Jojo Rabbit launched at the Toronto Film Festival in September and pulled a big surprise when it won the People’s Choice vote, a huge indicator of Oscar success for many films before it. Searchlight hasn’t let up since, and with a shortened season this year isn’t even waiting for Phase II to shake up their campaign. On Thursday, they took it even further by announcing the studio is partnering with the USC Shoah Foundation on a new education initiative aimed at teens.

“USC Shoah Foundation’s Jojo Rabbit education initiative will bring together the powerful anti-hate message of the film with Holocaust survivor testimony from the Institute’s Visual History Archive (VHA). Through a robust suite of resources for educators, classroom-ready activities incorporating clips and content from the film and a dedicated landing page on the Institute’s IWitness website, these educational resources will help students understand the peril of prejudice, anti-semitism, and bigotry as well as the power of individual agency and resiliency. The partnership will leverage the historical aspects of the film, such as the power of propaganda and depiction of how the Hitler Youth and Nazi fanaticism brainwashed millions of children in Nazi Germany, to make relevant important lessons of the past to teenagers today,” the release said.

Comedies don’t always have it easy with Oscar voters, but serious-minded movies dealing with the Holocaust and Nazi Germany often have.
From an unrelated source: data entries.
mod common;

use futures_util::SinkExt;
use serde_json::json;
use tokio_tungstenite::connect_async;
use tokio_tungstenite::tungstenite::Message;
use ws_relay::message::{INVALID_JSON, WELCOME_MESSAGE};
use ws_relay::{AppError, Envelope, Server, ServerConfig};

use common::{assert_silent, join, read_json, start_server, wait_for_live_count, Socket};

/// Next frame whose type is not `skip`
async fn read_json_except(socket: &mut Socket, skip: &str) -> serde_json::Value {
    loop {
        let frame = read_json(socket).await;
        if frame["type"] != skip {
            return frame;
        }
    }
}

#[tokio::test]
async fn welcome_is_sent_on_connect() {
    let server = start_server().await;
    let (mut socket, _) = connect_async(server.url.as_str()).await.unwrap();

    let welcome = read_json(&mut socket).await;
    assert_eq!(welcome["type"], "connected");
    assert_eq!(welcome["message"], WELCOME_MESSAGE);
    assert!(welcome["timestamp"].is_string());
}

#[tokio::test]
async fn message_is_broadcast_to_peers_and_echoed_to_sender() {
    let server = start_server().await;
    let mut alice = join(&server.url).await;
    let mut bob = join(&server.url).await;
    let mut carol = join(&server.url).await;

    alice
        .send(Message::Text(r#"{"type":"chat","data":"hi"}"#.into()))
        .await
        .unwrap();

    for peer in [&mut bob, &mut carol] {
        let broadcast = read_json(peer).await;
        assert_eq!(broadcast["type"], "broadcast");
        assert_eq!(broadcast["data"], "hi");
        assert!(broadcast["timestamp"].is_string());
        assert_silent(peer).await;
    }

    let echo = read_json(&mut alice).await;
    assert_eq!(echo["type"], "echo");
    assert_eq!(echo["data"], "hi");
    // No broadcast of its own message
    assert_silent(&mut alice).await;
}

#[tokio::test]
async fn non_envelope_json_is_relayed_whole() {
    let server = start_server().await;
    let mut alice = join(&server.url).await;
    let mut bob = join(&server.url).await;

    alice
        .send(Message::Text(r#"[1, 2, 3]"#.into()))
        .await
        .unwrap();

    let broadcast = read_json(&mut bob).await;
    assert_eq!(broadcast["data"], json!([1, 2, 3]));
    let echo = read_json(&mut alice).await;
    assert_eq!(echo["data"], json!([1, 2, 3]));
}

#[tokio::test]
async fn invalid_json_gets_error_only_to_sender() {
    let server = start_server().await;
    let mut alice = join(&server.url).await;
    let mut bob = join(&server.url).await;

    alice
        .send(Message::Text("{not json".into()))
        .await
        .unwrap();

    let error = read_json(&mut alice).await;
    assert_eq!(error["type"], "error");
    assert_eq!(error["error"], INVALID_JSON);
    assert_silent(&mut alice).await;
    assert_silent(&mut bob).await;

    // Connection stays usable
    alice
        .send(Message::Text(r#"{"type":"chat","data":"still here"}"#.into()))
        .await
        .unwrap();
    assert_eq!(read_json(&mut bob).await["data"], "still here");
    assert_eq!(read_json(&mut alice).await["type"], "echo");
}

#[tokio::test]
async fn invalid_binary_frame_gets_error() {
    let server = start_server().await;
    let mut alice = join(&server.url).await;
    let mut bob = join(&server.url).await;

    alice
        .send(Message::Binary(vec![0xff, 0xfe, 0x00].into()))
        .await
        .unwrap();

    let error = read_json(&mut alice).await;
    assert_eq!(error["type"], "error");
    assert_eq!(error["error"], "Invalid JSON format");
    assert_silent(&mut bob).await;
}

#[tokio::test]
async fn closed_connection_is_removed() {
    let server = start_server().await;
    let mut alice = join(&server.url).await;
    let mut bob = join(&server.url).await;
    wait_for_live_count(&server.router, 2).await;

    bob.close(None).await.unwrap();
    wait_for_live_count(&server.router, 1).await;

    alice
        .send(Message::Text(r#"{"type":"chat","data":1}"#.into()))
        .await
        .unwrap();
    assert_eq!(read_json(&mut alice).await["type"], "echo");
}

#[tokio::test]
async fn collaborator_broadcast_reaches_every_connection() {
    let server = start_server().await;
    let mut alice = join(&server.url).await;
    let mut bob = join(&server.url).await;
    wait_for_live_count(&server.router, 2).await;

    server
        .router
        .broadcast(Envelope::application(
            "gallery_item_added",
            json!({"id": 42}),
        ))
        .await
        .unwrap();

    for socket in [&mut alice, &mut bob] {
        let update = read_json(socket).await;
        assert_eq!(update["type"], "gallery_item_added");
        assert_eq!(update["data"]["id"], 42);
    }
}

#[tokio::test]
async fn handshake_on_other_path_is_rejected() {
    let server = start_server().await;
    let other = server.url.replace("/ws", "/other");

    assert!(connect_async(other.as_str()).await.is_err());
    assert_eq!(server.router.live_count().await.unwrap(), 0);
}

#[tokio::test]
async fn replies_follow_welcome_and_frame_order() {
    let server = start_server().await;
    let (mut socket, _) = connect_async(server.url.as_str()).await.unwrap();

    // Sent before reading anything back
    socket
        .send(Message::Text(r#"{"type":"chat","data":"first"}"#.into()))
        .await
        .unwrap();
    socket.send(Message::Text("{not json".into())).await.unwrap();

    assert_eq!(read_json(&mut socket).await["type"], "connected");
    let echo = read_json(&mut socket).await;
    assert_eq!(echo["type"], "echo");
    assert_eq!(echo["data"], "first");
    let error = read_json(&mut socket).await;
    assert_eq!(error["type"], "error");
    assert_eq!(error["error"], INVALID_JSON);
}

#[tokio::test(flavor = "multi_thread", worker_threads = 4)]
async fn welcome_comes_first_while_router_is_busy() {
    let server = start_server().await;
    let mut idle = Vec::new();
    for _ in 0..20 {
        idle.push(join(&server.url).await);
    }

    let router = server.router.clone();
    let flood = tokio::spawn(async move {
        let mut n = 0u64;
        while router
            .broadcast(Envelope::application("tick", json!(n)))
            .await
            .is_ok()
        {
            n += 1;
        }
    });

    for _ in 0..50 {
        let (mut socket, _) = connect_async(server.url.as_str()).await.unwrap();
        socket.send(Message::Text("{not json".into())).await.unwrap();
        let first = read_json_except(&mut socket, "tick").await;
        assert_eq!(first["type"], "connected");
    }

    flood.abort();
}

#[tokio::test]
async fn zero_command_buffer_is_rejected_at_bind() {
    let config = ServerConfig {
        listen: "127.0.0.1:0".parse().unwrap(),
        command_buffer: 0,
        ..ServerConfig::default()
    };
    let result = Server::bind(config).await;
    assert!(matches!(result, Err(AppError::Config(_))));
}
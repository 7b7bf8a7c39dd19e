//! Client connection state machine
//!
//! Pure transition logic with no I/O: feed it [`Event`]s, carry out the
//! [`Action`]s it returns. The driver in [`crate::client`] owns the socket
//! and the timer.
//!
//! ```text
//! DISCONNECTED --connect--> CONNECTING --opened--> OPEN
//!      ^                       |   ^                 |
//!      |  (attempts used up)   |   | timer           | closed
//!      +-------closed----------+   |                 v
//!                              RECONNECT_WAIT <------+
//! ```

use std::time::Duration;

use crate::client::backoff::Backoff;
use crate::config::ClientConfig;

/// Connection state of a client
#[derive(Debug, Clone, Copy, PartialEq, Eq)]
pub enum ConnectionState {
    Disconnected,
    Connecting,
    Open,
    ReconnectWait,
}

impl std::fmt::Display for ConnectionState {
    fn fmt(&self, f: &mut std::fmt::Formatter<'_>) -> std::fmt::Result {
        match self {
            ConnectionState::Disconnected => write!(f, "disconnected"),
            ConnectionState::Connecting => write!(f, "connecting"),
            ConnectionState::Open => write!(f, "open"),
            ConnectionState::ReconnectWait => write!(f, "reconnect_wait"),
        }
    }
}

/// Inputs to the state machine
#[derive(Debug, Clone, Copy, PartialEq, Eq)]
pub enum Event {
    /// `connect()` called, explicitly or implicitly by `send`
    Connect,
    /// Transport handshake succeeded
    Opened,
    /// Transport failed to open, closed, or errored
    Closed,
    /// The pending reconnect timer fired
    TimerFired,
    /// `disconnect()` called
    Disconnect,
}

/// Side effects requested by a transition, in execution order
#[derive(Debug, Clone, PartialEq, Eq)]
pub enum Action {
    OpenTransport,
    CloseTransport,
    FlushQueue,
    /// Replace any pending timer with one firing after `delay`
    ScheduleReconnect { attempt: u32, delay: Duration },
    CancelTimer,
    /// Attempts exhausted; no timer is scheduled
    GiveUp,
}

#[derive(Debug, Clone)]
pub struct Automaton {
    state: ConnectionState,
    attempts: u32,
    max_attempts: u32,
    backoff: Backoff,
    timer_pending: bool,
}

impl Automaton {
    pub fn new(backoff: Backoff, max_attempts: u32) -> Self {
        Self {
            state: ConnectionState::Disconnected,
            attempts: 0,
            max_attempts,
            backoff,
            timer_pending: false,
        }
    }

    pub fn from_config(config: &ClientConfig) -> Self {
        Self::new(Backoff::from_config(config), config.max_attempts)
    }

    pub fn state(&self) -> ConnectionState {
        self.state
    }

    /// Consecutive failures since the last successful open
    pub fn attempts(&self) -> u32 {
        self.attempts
    }

    pub fn max_attempts(&self) -> u32 {
        self.max_attempts
    }

    pub fn has_pending_timer(&self) -> bool {
        self.timer_pending
    }

    /// Apply one event and return the actions to perform
    pub fn handle(&mut self, event: Event) -> Vec<Action> {
        use ConnectionState::*;

        match (self.state, event) {
            (Disconnected, Event::Connect) => {
                self.state = Connecting;
                vec![Action::OpenTransport]
            }
            (ReconnectWait, Event::Connect) => {
                // Manual connect skips the remaining wait
                self.timer_pending = false;
                self.state = Connecting;
                vec![Action::CancelTimer, Action::OpenTransport]
            }
            (Connecting | Open, Event::Connect) => Vec::new(),

            (Connecting, Event::Opened) => {
                self.attempts = 0;
                self.state = Open;
                vec![Action::FlushQueue]
            }
            // Late open after a disconnect: throw the transport away
            (_, Event::Opened) => vec![Action::CloseTransport],

            (Connecting | Open, Event::Closed) => self.schedule_reconnect(),
            (_, Event::Closed) => Vec::new(),

            (ReconnectWait, Event::TimerFired) => {
                self.timer_pending = false;
                self.state = Connecting;
                vec![Action::OpenTransport]
            }
            (_, Event::TimerFired) => Vec::new(),

            (state, Event::Disconnect) => {
                let mut actions = Vec::new();
                if self.timer_pending {
                    self.timer_pending = false;
                    actions.push(Action::CancelTimer);
                }
                if matches!(state, Connecting | Open) {
                    actions.push(Action::CloseTransport);
                }
                self.state = Disconnected;
                actions
            }
        }
    }

    fn schedule_reconnect(&mut self) -> Vec<Action> {
        if self.attempts >= self.max_attempts {
            self.timer_pending = false;
            self.state = ConnectionState::Disconnected;
            return vec![Action::GiveUp];
        }

        self.attempts += 1;
        self.timer_pending = true;
        self.state = ConnectionState::ReconnectWait;
        vec![Action::ScheduleReconnect {
            attempt: self.attempts,
            delay: self.backoff.delay(self.attempts),
        }]
    }
}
This new campaign looks like a way to give Jojo Rabbit more visible gravitas as voting draws nearer, something Fox Searchlight has proven time and again they know how to do.

NETFLIX SPREADS CHRISTMAS CHEER

Finally, this is the last Notes on the Season before that other season kicks into high gear as Christmas arrives Wednesday. There aren’t a whole lot of new Christmas movies in theaters, but Netflix put one out for an Oscar-qualifying run a few weeks ago and now the animated Klaus is streaming on the service. It’s a truly heartwarming origin story of Santa Claus, an idea that surprisingly hasn’t been done before, or least in films I can think of. Director Sergio Pablos has done a terrific job with it, enlisting a great voice cast including J.K. Simmons, Rashida Jones and Joan Cusack among others.

The other night at the Landmark I moderated a panel with producer Jinko Gotoh and Netflix VP Original Animation Melissa Cobb for an industry crowd. The film, which is beautifully done in the old fashioned 2D, hand-drawn style, has received seven Annie Awards nominations included Best Feature — a real dark horse in the race against juggernauts Frozen 2, Toy Story 4, How to Train Your Dragon 3 and perennial favorite Laika’s latest Missing Link.

For Netflix it was a big deal as this is its first original animated production. They are putting the money behind it and have created a special, and very Christmas-y, exhibit open all this week at the Landmark Annex. Check it out. I found some free cookies, and it all just might put you in the holiday mood.

And speaking of that, have a great one.